→ Work required: The lines below, all of them, should be returned exactly as they appear.

→ Listed entries:
────
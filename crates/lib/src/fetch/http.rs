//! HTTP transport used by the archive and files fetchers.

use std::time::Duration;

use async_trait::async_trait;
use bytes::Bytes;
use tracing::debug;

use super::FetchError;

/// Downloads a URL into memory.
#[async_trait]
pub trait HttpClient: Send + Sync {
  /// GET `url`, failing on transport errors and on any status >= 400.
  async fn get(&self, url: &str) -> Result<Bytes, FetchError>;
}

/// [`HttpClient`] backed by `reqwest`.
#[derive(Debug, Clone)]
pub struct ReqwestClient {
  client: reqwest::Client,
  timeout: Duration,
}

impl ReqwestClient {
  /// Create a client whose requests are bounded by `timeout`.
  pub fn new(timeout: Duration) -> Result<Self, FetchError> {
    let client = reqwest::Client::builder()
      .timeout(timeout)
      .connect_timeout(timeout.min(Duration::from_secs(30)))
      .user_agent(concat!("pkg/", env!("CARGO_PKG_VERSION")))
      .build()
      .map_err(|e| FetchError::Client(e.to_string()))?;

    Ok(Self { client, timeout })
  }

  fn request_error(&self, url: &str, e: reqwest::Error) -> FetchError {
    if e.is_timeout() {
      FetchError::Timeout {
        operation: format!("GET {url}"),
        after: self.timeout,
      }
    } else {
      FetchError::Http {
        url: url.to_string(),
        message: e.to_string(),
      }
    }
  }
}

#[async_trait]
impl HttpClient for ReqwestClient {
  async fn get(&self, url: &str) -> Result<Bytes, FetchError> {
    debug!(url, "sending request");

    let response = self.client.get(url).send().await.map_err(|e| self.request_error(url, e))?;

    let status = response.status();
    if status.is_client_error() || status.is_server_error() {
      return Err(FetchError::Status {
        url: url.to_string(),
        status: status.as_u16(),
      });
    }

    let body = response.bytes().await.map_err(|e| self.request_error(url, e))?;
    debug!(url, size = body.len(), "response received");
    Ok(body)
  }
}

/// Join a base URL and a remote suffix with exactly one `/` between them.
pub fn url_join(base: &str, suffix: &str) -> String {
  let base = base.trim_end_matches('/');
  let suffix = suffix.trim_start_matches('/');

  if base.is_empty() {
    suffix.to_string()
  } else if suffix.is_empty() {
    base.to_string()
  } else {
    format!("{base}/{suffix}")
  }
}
────
→ Answer below:
filename crates/lib/src/fetch/http.rs
//! HTTP transport used by the archive and files fetchers.

use std::time::Duration;

use async_trait::async_trait;
use bytes::Bytes;
use tracing::debug;

use super::FetchError;

/// Downloads a URL into memory.
#[async_trait]
pub trait HttpClient: Send + Sync {
  /// GET `url`, failing on transport errors and on any status >= 400.
  async fn get(&self, url: &str) -> Result<Bytes, FetchError>;
}

/// [`HttpClient`] backed by `reqwest`.
#[derive(Debug, Clone)]
pub struct ReqwestClient {
  client: reqwest::Client,
  timeout: Duration,
}

impl ReqwestClient {
  /// Create a client whose requests are bounded by `timeout`.
  pub fn new(timeout: Duration) -> Result<Self, FetchError> {
    let client = reqwest::Client::builder()
      .timeout(timeout)
      .connect_timeout(timeout.min(Duration::from_secs(30)))
      .user_agent(concat!("pkg/", env!("CARGO_PKG_VERSION")))
      .build()
      .map_err(|e| FetchError::Client(e.to_string()))?;

    Ok(Self { client, timeout })
  }

  fn request_error(&self, url: &str, e: reqwest::Error) -> FetchError {
    if e.is_timeout() {
      FetchError::Timeout {
        operation: format!("GET {url}"),
        after: self.timeout,
      }
    } else {
      FetchError::Http {
        url: url.to_string(),
        message: e.to_string(),
      }
    }
  }
}

#[async_trait]
impl HttpClient for ReqwestClient {
  async fn get(&self, url: &str) -> Result<Bytes, FetchError> {
    debug!(url, "sending request");

    let response = self.client.get(url).send().await.map_err(|e| self.request_error(url, e))?;

    let status = response.status();
    if status.is_client_error() || status.is_server_error() {
      return Err(FetchError::Status {
        url: url.to_string(),
        status: status.as_u16(),
      });
    }

    let body = response.bytes().await.map_err(|e| self.request_error(url, e))?;
    debug!(url, size = body.len(), "response received");
    Ok(body)
  }
}

/// Join a base URL and a remote suffix with exactly one `/` between them.
pub fn url_join(base: &str, suffix: &str) -> String {
  let base = base.trim_end_matches('/');
  let suffix = suffix.trim_start_matches('/');

  if base.is_empty() {
    suffix.to_string()
  } else if suffix.is_empty() {
    base.to_string()
  } else {
    format!("{base}/{suffix}")
  }
}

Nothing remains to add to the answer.